* BRIEF:
Once you have checked each line below, report only the number of lines that contain the word "CoreError".

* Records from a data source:
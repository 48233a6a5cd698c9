//! Merge base selection in the branch tree.

use rusqlite::Connection;
use tracing::debug;

use crate::branch::lineage_in;
use crate::db::queries;
use crate::errors::{CoreError, CoreResult};
use crate::models::{Branch, Snapshot};

/// Pick the snapshot both sides last agreed on.
///
/// With `L` the lowest common ancestor branch of `source` and `target`:
/// when `L` is the target, the base is the fork point of the source-side
/// child of `L`; otherwise it is the earlier of the two fork points taken
/// from `L`. A target lying below the source is rejected.
pub(crate) fn resolve_base(
    conn: &Connection,
    source: &Branch,
    target: &Branch,
) -> CoreResult<Snapshot> {
    let source_line = lineage_in(conn, source.clone())?;
    let target_line = lineage_in(conn, target.clone())?;

    if target_line.iter().any(|b| b.id == source.id) {
        return Err(CoreError::validation(format!(
            "cannot merge '{}' into its descendant '{}'",
            source.name, target.name
        )));
    }

    let (source_idx, lca) = source_line
        .iter()
        .enumerate()
        .find(|(_, b)| target_line.iter().any(|t| t.id == b.id))
        .ok_or_else(|| {
            CoreError::validation(format!(
                "branches '{}' and '{}' share no ancestor",
                source.name, target.name
            ))
        })?;

    let source_child = source_idx
        .checked_sub(1)
        .and_then(|i| source_line.get(i))
        .ok_or_else(|| CoreError::validation(format!("'{}' is an ancestor of '{}'", source.name, target.name)))?;
    let source_fork = fork_snapshot(conn, source_child)?;

    if lca.id == target.id {
        debug!(lca = %lca.name, base = %source_fork.id, "target is the common ancestor");
        return Ok(source_fork);
    }

    let target_idx = target_line
        .iter()
        .position(|b| b.id == lca.id)
        .unwrap_or_default();
    let target_child = &target_line[target_idx.saturating_sub(1)];
    let target_fork = fork_snapshot(conn, target_child)?;

    let base = if source_fork.seq <= target_fork.seq {
        source_fork
    } else {
        target_fork
    };
    debug!(lca = %lca.name, base = %base.id, "sibling lines, earlier fork point");
    Ok(base)
}

fn fork_snapshot(conn: &Connection, branch: &Branch) -> CoreResult<Snapshot> {
    let fork_id = branch.forked_from_snapshot_id.as_deref().ok_or_else(|| {
        CoreError::validation(format!("branch '{}' has no fork point", branch.name))
    })?;
    queries::get_snapshot(conn, fork_id)?.ok_or_else(|| CoreError::not_found("snapshot", fork_id))
}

* SOLVED PROBLEM:
6